Allerdings finden sich beim späten Nietzsche auch überaus harsche Urteile gegenüber der Frömmigkeit, die er in Naumburg in Familie und Freundeskreis kennengelernt hatte. Im Sommer 1883 schrieb er an seine Mutter: «Ich verliere die Geduld! Die Atmosphäre in welcher Ihr lebt, diese ‹guten Christen› mit ihren einseitigen oft anmaßenden Urtheilen, – das Alles ist meinen eignen Empfindungen, meinen fernsten Zielen so entgegengesetzt wie möglich […] ich weiß es, daß Menschen dieser Art […] meine natürlichen Feinde sein müssen […] Es verdirbt mir die Lust unter solchen Menschen zu sein u. ich habe viel Selbstüberwindung nöthig um nicht gegen diese Naumburger Muckerluft, (wobei verschiedene Onkels und Tanten die nicht dort wohnen mit eingerechnet sind) beständig zu reagiren.»[143]

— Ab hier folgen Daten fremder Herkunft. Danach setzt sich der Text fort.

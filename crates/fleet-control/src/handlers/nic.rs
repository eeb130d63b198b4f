//! Interface reports: `attach_vm_nic`, `detach_vm_nic`, `clear_second_ips`.

use fleet_core::{Instance, ResourceEvent, ResourceType};
use fleet_store::Nic;
use tracing::info;

use crate::address;
use crate::args::Args;
use crate::context::HandlerCtx;
use crate::error::{Deferred, HandlerError, HandlerResult};
use crate::{fdb, netinfo, reconciler};

async fn instance(ctx: &mut HandlerCtx<'_>, id: i64) -> HandlerResult<Instance> {
    ctx.tx
        .instance(id)
        .await?
        .ok_or_else(|| HandlerError::not_found("instance", id))
}

/// `attach_vm_nic '<instance>' '<mac>'`: a hot-plugged NIC is up.
pub async fn attach_vm_nic(ctx: &mut HandlerCtx<'_>, args: Args<'_>) -> HandlerResult<String> {
    let args = args.require(3)?;
    let instance = instance(ctx, args.id(1, "instance")?).await?;
    let mac = args.str(2)?;
    let nic = ctx
        .tx
        .nic_by_mac(instance.id, mac)
        .await?
        .ok_or_else(|| HandlerError::not_found("interface", mac))?;
    let nics = std::slice::from_ref(&nic);

    let mut deferred = Deferred::new();
    let outcome = deferred
        .absorb(fdb::propagate(ctx, instance.router_id, nic.interface.hyper, nics).await)?
        .unwrap_or_default();
    if nic.interface.primary_if && instance.is_vpc() {
        deferred.absorb(reconciler::sync_floating_ips(ctx, &instance, nics).await)?;
    }
    info!(
        instance = instance.id,
        interface = nic.interface.id,
        dispatches = outcome.dispatches,
        "Interface attached"
    );
    deferred.finish(String::new())
}

/// `detach_vm_nic '<instance>' '<interface>'`: a NIC was unplugged.
pub async fn detach_vm_nic(ctx: &mut HandlerCtx<'_>, args: Args<'_>) -> HandlerResult<String> {
    let args = args.require(3)?;
    let instance = instance(ctx, args.id(1, "instance")?).await?;
    let interface_id = args.id(2, "interface")?;
    let nic: Nic = ctx
        .tx
        .nic(interface_id)
        .await?
        .filter(|n| n.interface.owned_by_instance(instance.id))
        .ok_or_else(|| HandlerError::not_found("interface", interface_id))?;

    let mut deferred = Deferred::new();
    deferred.absorb(
        fdb::withdraw(
            ctx,
            instance.router_id,
            instance.hyper,
            std::slice::from_ref(&nic),
        )
        .await,
    )?;
    let released = address::release_interface(ctx.tx.as_mut(), interface_id).await?;
    ctx.tx.clear_subnet_interface(interface_id).await?;
    ctx.tx.delete_interface(interface_id).await?;
    ctx.emit(ResourceEvent::new(ResourceType::Interface, interface_id, "deleted"));
    info!(instance = instance.id, interface = interface_id, released, "Interface detached");
    deferred.finish(String::new())
}

/// `clear_second_ips '<instance>' '<mac>' '<os_code>'`: the guest dropped its
/// second addresses; put back the ones it still owns.
pub async fn clear_second_ips(ctx: &mut HandlerCtx<'_>, args: Args<'_>) -> HandlerResult<String> {
    let args = args.require(4)?;
    let instance = instance(ctx, args.id(1, "instance")?).await?;
    let mac = args.str(2)?;
    let os_code = args.str(3)?;
    let nics = ctx.tx.instance_nics(instance.id).await?;
    let primary = nics
        .iter()
        .find(|n| n.interface.primary_if)
        .ok_or_else(|| HandlerError::not_found("primary interface of instance", instance.id))?;
    netinfo::apply_second_ips(ctx, &instance, primary, mac, os_code).await?;
    Ok(String::new())
}
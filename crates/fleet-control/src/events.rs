use fleet_core::ResourceEvent;
use tokio::sync::mpsc;
use tokio::sync::mpsc::error::TrySendError;
use tracing::{debug, warn};

/// Publishes committed resource changes to a bounded queue.
///
/// Publishing never blocks a callback: a full queue drops the event.
#[derive(Debug, Clone, Default)]
pub struct EventPublisher {
    sender: Option<mpsc::Sender<ResourceEvent>>,
}

impl EventPublisher {
    pub fn channel(capacity: usize) -> (Self, mpsc::Receiver<ResourceEvent>) {
        let (sender, receiver) = mpsc::channel(capacity.max(1));
        (
            Self {
                sender: Some(sender),
            },
            receiver,
        )
    }

    /// A publisher that discards everything.
    pub fn disabled() -> Self {
        Self::default()
    }

    pub fn publish(&self, event: ResourceEvent) {
        let Some(sender) = &self.sender else {
            return;
        };
        match sender.try_send(event) {
            Ok(()) => {}
            Err(TrySendError::Full(event)) => {
                warn!(
                    resource = %event.resource_type,
                    id = event.resource_id,
                    status = %event.status,
                    "Event queue full, dropping resource event"
                );
            }
            Err(TrySendError::Closed(event)) => {
                debug!(
                    resource = %event.resource_type,
                    id = event.resource_id,
                    "Event consumer gone, dropping resource event"
                );
            }
        }
    }

    pub fn publish_all(&self, events: Vec<ResourceEvent>) {
        for event in events {
            self.publish(event);
        }
    }
}
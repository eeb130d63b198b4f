//! `set_vrrp_ip` / `create_keepalived_conf`: a host took a VRRP role.

use fleet_core::VrrpRole;

use crate::args::Args;
use crate::context::HandlerCtx;
use crate::error::HandlerResult;
use crate::reconciler::{self, VrrpFlavor, VrrpReport};

fn parse(args: Args<'_>) -> HandlerResult<VrrpReport> {
    let args = args.require(4)?;
    let vrrp_id = args.id(1, "vrrp")?;
    let hyper = args.host(2, "hyper")?;
    if vrrp_id < 0 || hyper < 0 {
        return Err(args.invalid(format!("vrrp {vrrp_id} on hyper {hyper}")));
    }
    let role: VrrpRole = args.parse(3, "role")?;
    Ok(VrrpReport {
        vrrp_id,
        hyper,
        role,
    })
}

pub async fn role_report(
    ctx: &mut HandlerCtx<'_>,
    args: Args<'_>,
    flavor: VrrpFlavor,
) -> HandlerResult<String> {
    let report = parse(args)?;
    reconciler::vrrp_role_report(ctx, flavor, report).await?;
    Ok(report.role.to_string())
}
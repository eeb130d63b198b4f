use chrono::{DateTime, Utc};

/// Current UTC time, truncated to whole seconds.
pub fn utc_now() -> DateTime<Utc> {
    let now = Utc::now();
    DateTime::from_timestamp(now.timestamp(), 0).unwrap_or(now)
}

/// Render a timestamp in ISO 8601 form, e.g. `2025-01-01T00:00:00Z`.
pub fn iso8601(ts: &DateTime<Utc>) -> String {
    ts.format("%Y-%m-%dT%H:%M:%SZ").to_string()
}
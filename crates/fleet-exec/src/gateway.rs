use std::path::PathBuf;
use std::process::Stdio;
use std::time::Duration;

use async_trait::async_trait;

use crate::error::ExecError;
use crate::target::Target;

/// Hands commands to hypervisor agents.
///
/// `execute` returns once the command has been handed off; it never waits
/// for, or reports, the remote result.
#[async_trait]
pub trait RemoteExec: Send + Sync {
    async fn execute(&self, target: &Target, command: &str) -> Result<(), ExecError>;
}

/// Dispatches through an external executor program, invoked as
/// `<program> [args...] <target> <command>`. A zero exit means the executor
/// accepted the command.
#[derive(Debug, Clone)]
pub struct ProcessGateway {
    program: PathBuf,
    args: Vec<String>,
    timeout: Duration,
}

impl ProcessGateway {
    pub fn new(program: impl Into<PathBuf>, timeout: Duration) -> Self {
        Self {
            program: program.into(),
            args: Vec::new(),
            timeout,
        }
    }

    /// Leading arguments passed before the target.
    pub fn with_args(mut self, args: Vec<String>) -> Self {
        self.args = args;
        self
    }
}

#[async_trait]
impl RemoteExec for ProcessGateway {
    async fn execute(&self, target: &Target, command: &str) -> Result<(), ExecError> {
        let target = target.to_string();
        tracing::debug!(program = %self.program.display(), %target, "dispatching command");

        let child = tokio::process::Command::new(&self.program)
            .args(&self.args)
            .arg(&target)
            .arg(command)
            .stdin(Stdio::null())
            .stdout(Stdio::null())
            .stderr(Stdio::piped())
            .kill_on_drop(true)
            .spawn()
            .map_err(|source| ExecError::Spawn {
                program: self.program.clone(),
                source,
            })?;

        let output = tokio::time::timeout(self.timeout, child.wait_with_output())
            .await
            .map_err(|_| ExecError::Timeout {
                timeout: self.timeout,
            })?
            .map_err(|source| ExecError::Spawn {
                program: self.program.clone(),
                source,
            })?;

        if !output.status.success() {
            return Err(ExecError::Rejected {
                code: output.status.code().unwrap_or(-1),
                stderr: String::from_utf8_lossy(&output.stderr).trim().to_string(),
            });
        }
        Ok(())
    }
}
//! Storage-side rows: pooled image copies, volume backups and consistency
//! groups.

use serde::{Deserialize, Serialize};

/// Replication state of an image copy in one storage pool.
#[derive(Debug, Clone, Copy, PartialEq, Eq, Hash, Serialize, Deserialize)]
#[serde(rename_all = "snake_case")]
pub enum StorageStatus {
    Syncing,
    Synced,
    Error,
    Unknown,
    NotFound,
}

impl StorageStatus {
    pub fn as_str(&self) -> &'static str {
        match self {
            Self::Syncing => "syncing",
            Self::Synced => "synced",
            Self::Error => "error",
            Self::Unknown => "unknown",
            Self::NotFound => "not_found",
        }
    }
}

impl std::fmt::Display for StorageStatus {
    fn fmt(&self, f: &mut std::fmt::Formatter<'_>) -> std::fmt::Result {
        f.write_str(self.as_str())
    }
}

/// Copy of an image held in one storage pool.
#[derive(Debug, Clone, PartialEq, Eq, Serialize, Deserialize)]
pub struct ImageStorage {
    pub id: i64,
    pub image_id: i64,
    pub pool_id: String,
    #[serde(default)]
    pub volume_id: String,
    #[serde(default = "default_storage_status")]
    pub status: StorageStatus,
}

fn default_storage_status() -> StorageStatus {
    StorageStatus::Syncing
}

/// Snapshot or backup of a single volume.
#[derive(Debug, Clone, PartialEq, Eq, Serialize, Deserialize)]
pub struct VolumeBackup {
    pub id: i64,
    pub volume_id: i64,
    #[serde(default)]
    pub name: String,
    /// `snapshot` or `backup`.
    #[serde(default)]
    pub backup_type: String,
    #[serde(default)]
    pub status: String,
    /// Same `<driver>://<location>` form as a volume path.
    #[serde(default)]
    pub path: String,
}

#[derive(Debug, Clone, Copy, PartialEq, Eq, Hash, Serialize, Deserialize)]
#[serde(rename_all = "snake_case")]
pub enum CgStatus {
    Pending,
    Processing,
    Available,
    Error,
    Updating,
    Deleting,
}

impl CgStatus {
    pub fn as_str(&self) -> &'static str {
        match self {
            Self::Pending => "pending",
            Self::Processing => "processing",
            Self::Available => "available",
            Self::Error => "error",
            Self::Updating => "updating",
            Self::Deleting => "deleting",
        }
    }
}

impl std::fmt::Display for CgStatus {
    fn fmt(&self, f: &mut std::fmt::Formatter<'_>) -> std::fmt::Result {
        f.write_str(self.as_str())
    }
}

/// A set of volumes snapshotted together.
#[derive(Debug, Clone, PartialEq, Eq, Serialize, Deserialize)]
pub struct ConsistencyGroup {
    pub id: i64,
    #[serde(default)]
    pub name: String,
    pub status: CgStatus,
    /// Group id on the storage backend, set once creation succeeds.
    #[serde(default)]
    pub wds_cg_id: String,
}

/// Membership of one volume in a consistency group.
#[derive(Debug, Clone, PartialEq, Eq, Serialize, Deserialize)]
pub struct CgVolume {
    pub id: i64,
    pub cg_id: i64,
    pub volume_id: i64,
}

#[derive(Debug, Clone, Copy, PartialEq, Eq, Hash, Serialize, Deserialize)]
#[serde(rename_all = "snake_case")]
pub enum CgSnapshotStatus {
    Pending,
    Available,
    Error,
    Restoring,
    Deleting,
}

impl CgSnapshotStatus {
    pub fn as_str(&self) -> &'static str {
        match self {
            Self::Pending => "pending",
            Self::Available => "available",
            Self::Error => "error",
            Self::Restoring => "restoring",
            Self::Deleting => "deleting",
        }
    }
}

impl std::fmt::Display for CgSnapshotStatus {
    fn fmt(&self, f: &mut std::fmt::Formatter<'_>) -> std::fmt::Result {
        f.write_str(self.as_str())
    }
}

/// Point-in-time snapshot of every volume in a consistency group.
#[derive(Debug, Clone, PartialEq, Eq, Serialize, Deserialize)]
pub struct CgSnapshot {
    pub id: i64,
    pub cg_id: i64,
    #[serde(default)]
    pub name: String,
    pub status: CgSnapshotStatus,
    /// Total size in GiB.
    #[serde(default)]
    pub size: i64,
    #[serde(default)]
    pub wds_snap_id: String,
    /// Running task, 0 when idle.
    #[serde(default)]
    pub task_id: i64,
}

/// Whole GiB in a byte count reported by the storage backend.
pub fn bytes_to_gib(bytes: i64) -> i64 {
    if bytes > 0 { bytes / 1024 / 1024 / 1024 } else { 0 }
}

Kindliches Nachdenken über Gott

Schon als Kind dachte Nietzsche über Gott nach. Mit zwölf Jahren schrieb er seine «erste philosophische Schrift», die sich mit Gott und der «Entstehung des Teufels» beschäftigte. In dem – leider nicht erhaltenen[144] – Text entwickelte er folgenden Gedanken: «Gott denkt sich selbst, dies kann er nur durch Vorstellung seines Gegensatzes.»[145] Nietzsche erläuterte dies rückblickend so: «Als ich 12 Jahre alt war, erdachte ich mir eine wunderliche Drei-Einigkeit: nämlich Gott-Vater, Gott-Sohn und Gott-Teufel. Mein Schluß, war, daß Gott, sich selber denkend, die zweite Person der Gottheit schuf [denn was Gott denkt, wird Wirklichkeit[146]]: daß aber, um sich selber denken zu können, er seinen Gegensatz denken mußte, also schaffen mußte. – Damit fieng ich an, zu philosophiren.»[147] Nietzsche nahm damit die Denkfigur Hegels auf, dass Gott als unendlicher, ewiger Geist sich selbst nur erkennen kann, indem er den Gegensatz seiner selbst denkt.[148] Hegel sah als Gegensatz des unendlichen, ewigen Gottes den endlichen, zeitlichen Menschen an. Nietzsche hingegen spitzte konsequent zu: Gegensatz zum guten Gott ist nicht der – mal gute, mal schlechte – Mensch, sondern der Teufel. Nietzsche suchte damit schon in Kindertagen eine Antwort auf die Frage nach dem Ursprung des Bösen. In der Geschichte der Theologie wurden komplizierte Gedanken bemüht, um Gott trotz seiner Allmacht nicht für das Böse in dieser Welt verantwortlich zu machen. Nietzsche hingegen versuchte solches nicht. Sarkastisch hielt er später zu seinen Überlegungen fest: «ich [gab], wie es billig ist, Gott die Ehre und machte ihn zum Vater des Bösen.»[149] Mit seinem ersten philosophischen Text markierte Nietzsche die grundlegende Ambivalenz Gottes. Seine Familie interpretierte den frühen, elenden Tod des Vaters als von Gott gegeben. Nietzsche führte den Gedanken konsequent weiter: Wenn so etwas Schreckliches von Gott kommt, dann kann Gott nicht nur gut sein. Dann geht auch das Böse direkt auf Gott zurück.